There have also been past instances where the government’s promises to the Taliban’s were not kept, resulting in a loss of faith of the latter. The Taliban also does not yet recognise the Afghan government, and is eager to have direct talks with the US bypassing the government, provided the US removes its troops from the country. However, if the US does remove forces, there is no guarantee that the Taliban will not lash back with full force like the Mujahideens did in the past, or that Pakistan will not attempt to subdue its north-western neighbour once again. These loose ends signify that though the Kabul Process is the most concrete peace initiative since 2001, it is perhaps a one dimensional peace offer. The concerns of the Taliban cannot be looked upon patronisingly. It must be understood that the key to a successful peace negotiation is a complete understanding of the interests of the other party. The peace negotiation has to be a compromise between the Government and the Taliban. Hence, there is a need for a mindset to reach a solution which convinces and reconciles both parties. Peace negotiations of the kind are not short-term efforts aimed at political gain.
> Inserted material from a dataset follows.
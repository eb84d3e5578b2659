pub mod settlement;
pub mod transaction;

pub use settlement::SettlementGroup;
pub use transaction::{TransactionEntry, TransactionKind};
Through all this, there is the need to identify the final decision-maker. There must be a unanimous decision on who should be the signatories to any peace accord, from among various stake-holders. (The writer is a Research Assistant at Observer Research Foundation, Kolkata Chapter)

Country Reports


$ 20.5-m boost

Giving a significant boost to the economic sector of the country through exports and domestic production, 25 USAID-supported Afghanistan traders have bagged contracts worth $ 20.5 million at the Dubai Gulfood Exhibition, the largest annual food and hospitality show. This year India was the lead buyer of the Afghan produce followed by Saudi Arabia. This is likely to greatly benefit Afghanistan, as agriculture forms the backbone of the country’s economy.

Bolstering security

The Afghan national defence and security forces and the US military are preparing to bolster the security of Kabul to protect the people from apprehended large scale attacks of insurgent groups. The idea is to create an inner ring and an outer ring of security. The newly arriving US army advisers would pair with the Afghan troops in this effort and Commandos will carry out intelligence driven raids throughout the city to eliminate all Taliban strongholds and facilitators.

Fresh forces in Faryab

The 209th Shaheen Corps of the Afghan Military stationed in the North of the country has reported the arrival of fresh forces and modern military equipments including warrior helicopters belonging to the Special Operations Forces in the Faryab province of Afghanistan. These will be used in counter terrorism operations in the North where the anti-government insurgent groups are now seeking to expand their foothold. Death of several insurgents due the Afghan Air Force Operations has already been reported.


Bail to Begum Zia

The High Court this week granted bail for four months to opposition Bangladesh Nationalist Party (BNP) chairperson and former Prime Minister Khaleda Zia, who is serving a 5 years jail sentence following her conviction in a corruption case.  Despite the court verdict, Begum Zia remained in the prison since Supreme Court ordered a stay against the decision of the High Court in response to an appeal of the Anti-Corruption Commission, the complainant of the corruption case against Begum Zia.  The bail episode resulted in BNP to express doubt about the impartiality of the judicial process, which they considered politically motivated.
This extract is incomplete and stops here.